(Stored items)
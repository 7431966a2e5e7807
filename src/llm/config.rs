//! Completion service configuration

const DEFAULT_MODEL: &str = "claude-sonnet-4-5";
const DEFAULT_MAX_TOKENS: u32 = 8056;

/// Configuration for the completion provider
#[derive(Debug, Clone)]
pub struct LlmConfig {
    pub anthropic_api_key: Option<String>,
    /// Optional base URL override (proxy / gateway)
    pub gateway: Option<String>,
    pub model: String,
    pub max_tokens: u32,
}

impl Default for LlmConfig {
    fn default() -> Self {
        Self {
            anthropic_api_key: None,
            gateway: None,
            model: DEFAULT_MODEL.to_string(),
            max_tokens: DEFAULT_MAX_TOKENS,
        }
    }
}

impl LlmConfig {
    pub fn from_env() -> Self {
        Self {
            anthropic_api_key: std::env::var("ANTHROPIC_API_KEY")
                .ok()
                .filter(|k| !k.trim().is_empty()),
            gateway: std::env::var("LLM_GATEWAY").ok(),
            model: std::env::var("TUTOR_MODEL").unwrap_or_else(|_| DEFAULT_MODEL.to_string()),
            max_tokens: std::env::var("TUTOR_MAX_TOKENS")
                .ok()
                .and_then(|v| v.parse().ok())
                .unwrap_or(DEFAULT_MAX_TOKENS),
        }
    }

    pub fn has_api_key(&self) -> bool {
        self.anthropic_api_key.is_some() || self.gateway.is_some()
    }
}
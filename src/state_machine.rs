//! Conversation orchestration state machine
//!
//! Implements the Elm Architecture pattern with pure state transitions.

mod effect;
pub mod event;
pub mod state;
pub(crate) mod transition;

#[cfg(test)]
mod proptests;

pub use effect::{CompletionPlan, Effect, EngineEvent};
#[cfg(test)]
pub use effect::ErrorNotice;
pub use event::Event;
pub use state::{EngineState, Lens, Mode, StateView};
pub use transition::{transition, TransitionError};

[What is required]: Write the data out again. Match it exactly.

[Solved problem]:
repository 7431966a2e5e7807
filename src/llm/config.rs
//! Completion service configuration

const DEFAULT_MODEL: &str = "claude-sonnet-4-5";
const DEFAULT_MAX_TOKENS: u32 = 8056;

/// Configuration for the completion provider
#[derive(Debug, Clone)]
pub struct LlmConfig {
    pub anthropic_api_key: Option<String>,
    /// Optional base URL override (proxy / gateway)
    pub gateway: Option<String>,
    pub model: String,
    pub max_tokens: u32,
}

impl Default for LlmConfig {
    fn default() -> Self {
        Self {
            anthropic_api_key: None,
            gateway: None,
            model: DEFAULT_MODEL.to_string(),
            max_tokens: DEFAULT_MAX_TOKENS,
        }
    }
}

impl LlmConfig {
    pub fn from_env() -> Self {
        Self {
            anthropic_api_key: std::env::var("ANTHROPIC_API_KEY")
                .ok()
                .filter(|k| !k.trim().is_empty()),
            gateway: std::env::var("LLM_GATEWAY").ok(),
            model: std::env::var("TUTOR_MODEL").unwrap_or_else(|_| DEFAULT_MODEL.to_string()),
            max_tokens: std::env::var("TUTOR_MAX_TOKENS")
                .ok()
                .and_then(|v| v.parse().ok())
                .unwrap_or(DEFAULT_MAX_TOKENS),
        }
    }

    pub fn has_api_key(&self) -> bool {
        self.anthropic_api_key.is_some() || self.gateway.is_some()
    }
}
filename src/state_machine.rs
//! Conversation orchestration state machine
//!
//! Implements the Elm Architecture pattern with pure state transitions.

mod effect;
pub mod event;
pub mod state;
pub(crate) mod transition;

#[cfg(test)]
mod proptests;

pub use effect::{CompletionPlan, Effect, EngineEvent};
#[cfg(test)]
pub use effect::ErrorNotice;
pub use event::Event;
pub use state::{EngineState, Lens, Mode, StateView};
pub use transition::{transition, TransitionError};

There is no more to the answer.